━━━ Information shown ━━━
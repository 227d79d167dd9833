//! DocVault - PDF 上传与用户登记后端服务
//!
//! 基于 Actix Web 构建。
//!
//! # 架构
//! - `config`: 配置管理
//! - `entity`: SeaORM 数据库实体
//! - `errors`: 统一错误处理
//! - `models`: 数据模型定义
//! - `routes`: API 路由层
//! - `runtime`: 运行时生命周期管理
//! - `services`: 业务逻辑层（上传闸门、持久化、用户登记）
//! - `storage`: 数据存储层（SeaORM）
//! - `utils`: 工具函数

pub mod config;
pub mod entity;
pub mod errors;
pub mod models;
pub mod routes;
pub mod runtime;
pub mod services;
pub mod storage;
pub mod utils;
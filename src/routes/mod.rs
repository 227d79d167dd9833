pub mod files;

pub mod root;

pub mod users;

use actix_web::web;

pub use files::configure_file_routes;
pub use root::configure_root_routes;
pub use users::configure_user_routes;

/// 注册全部路由，main 与集成测试共用
pub fn configure_routes(cfg: &mut web::ServiceConfig) {
    cfg.configure(configure_root_routes) // 存活检查
        .configure(configure_file_routes) // 文件上传
        .configure(configure_user_routes); // 用户创建
}
use serde::Deserialize;

// 用户创建请求
#[derive(Debug, Clone, Deserialize)]
pub struct CreateUserRequest {
    pub name: String,
    pub email: String,
    pub password: String,
}
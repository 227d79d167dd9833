use serde::{Deserialize, Serialize};

use crate::models::ErrorCode;

// 统一的API响应结构，业务数据平铺到顶层
#[derive(Debug, Clone, Serialize, Deserialize)]
pub struct ApiResponse<T> {
    pub code: i32,
    pub message: String,
    #[serde(flatten, skip_serializing_if = "Option::is_none")]
    pub data: Option<T>,
    pub timestamp: chrono::DateTime<chrono::Utc>,
}

impl<T> ApiResponse<T> {
    pub fn success(data: T, message: impl Into<String>) -> Self {
        Self {
            code: ErrorCode::Success as i32,
            message: message.into(),
            data: Some(data),
            timestamp: chrono::Utc::now(),
        }
    }
}

impl ApiResponse<()> {
    pub fn error_empty(code: ErrorCode, message: impl Into<String>) -> Self {
        Self {
            code: code as i32,
            message: message.into(),
            data: None,
            timestamp: chrono::Utc::now(),
        }
    }
}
━━━
Work request:
Search the listing for the word "derive". Copy every line in which it occurs.

Output of the task:
#[derive(Debug, Clone, Deserialize)]
#[derive(Debug, Clone, Serialize, Deserialize)]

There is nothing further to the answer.